What is required:
Among the records below, find the line that has "self.register(id, version, snapshot, now);"; from there, give the lines again exactly, and stop after the line that has "now.saturating_sub(entry.registered_at) <= max_age);".

Given entries:
//! Version manager.
//!
//! Remembers the last server-confirmed snapshot of each order. The snapshot
//! is the merge base for three-way conflict resolution, so it must be the
//! state both sides last agreed on, never a locally edited copy.

use crate::{Order, OrderId, Timestamp, Version};
use std::collections::HashMap;

/// Default age after which an entry is swept: one hour.
pub const DEFAULT_MAX_AGE_MS: u64 = 60 * 60 * 1000;

/// A recorded version of one order.
#[derive(Debug, Clone, PartialEq, Eq)]
pub struct VersionEntry {
    pub version: Version,
    /// Deep copy taken at registration time
    pub snapshot: Order,
    pub registered_at: Timestamp,
}

#[derive(Debug, Clone, Default)]
pub struct VersionManager {
    entries: HashMap<OrderId, VersionEntry>,
}

impl VersionManager {
    pub fn new() -> Self {
        Self::default()
    }

    /// Record `snapshot` as the agreed state of order `id` at `version`.
    pub fn register(&mut self, id: OrderId, version: Version, snapshot: &Order, now: Timestamp) {
        self.entries.insert(
            id,
            VersionEntry {
                version,
                snapshot: snapshot.clone(),
                registered_at: now,
            },
        );
    }

    /// Same as [`register`](Self::register); kept for call sites that
    /// express an update of a known order.
    pub fn update(&mut self, id: OrderId, version: Version, snapshot: &Order, now: Timestamp) {
        self.register(id, version, snapshot, now);
    }

    pub fn get(&self, id: OrderId) -> Option<&VersionEntry> {
        self.entries.get(&id)
    }

    /// Whether `version` matches the recorded one. Unknown orders are
    /// considered current.
    pub fn is_current(&self, id: OrderId, version: Version) -> bool {
        self.entries
            .get(&id)
            .map_or(true, |entry| entry.version == version)
    }

    pub fn unregister(&mut self, id: OrderId) -> Option<VersionEntry> {
        self.entries.remove(&id)
    }

    /// The merge base for order `id`.
    pub fn base_state(&self, id: OrderId) -> Option<&Order> {
        self.entries.get(&id).map(|entry| &entry.snapshot)
    }

    /// Drop entries registered more than `max_age` milliseconds before `now`.
    /// Returns the number of entries removed.
    pub fn gc(&mut self, now: Timestamp, max_age: u64) -> usize {
        let before = self.entries.len();
        self.entries
            .retain(|_, entry| now.saturating_sub(entry.registered_at) <= max_age);
        let removed = before - self.entries.len();
        if removed > 0 {
            tracing::debug!(removed, "swept expired version entries");
        }
        removed
    }

    pub fn len(&self) -> usize {
        self.entries.len()
    }

    pub fn is_empty(&self) -> bool {
        self.entries.is_empty()
    }
}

Written solution:
        self.register(id, version, snapshot, now);
    }

    pub fn get(&self, id: OrderId) -> Option<&VersionEntry> {
        self.entries.get(&id)
    }

    /// Whether `version` matches the recorded one. Unknown orders are
    /// considered current.
    pub fn is_current(&self, id: OrderId, version: Version) -> bool {
        self.entries
            .get(&id)
            .map_or(true, |entry| entry.version == version)
    }

    pub fn unregister(&mut self, id: OrderId) -> Option<VersionEntry> {
        self.entries.remove(&id)
    }

    /// The merge base for order `id`.
    pub fn base_state(&self, id: OrderId) -> Option<&Order> {
        self.entries.get(&id).map(|entry| &entry.snapshot)
    }

    /// Drop entries registered more than `max_age` milliseconds before `now`.
    /// Returns the number of entries removed.
    pub fn gc(&mut self, now: Timestamp, max_age: u64) -> usize {
        let before = self.entries.len();
        self.entries
            .retain(|_, entry| now.saturating_sub(entry.registered_at) <= max_age);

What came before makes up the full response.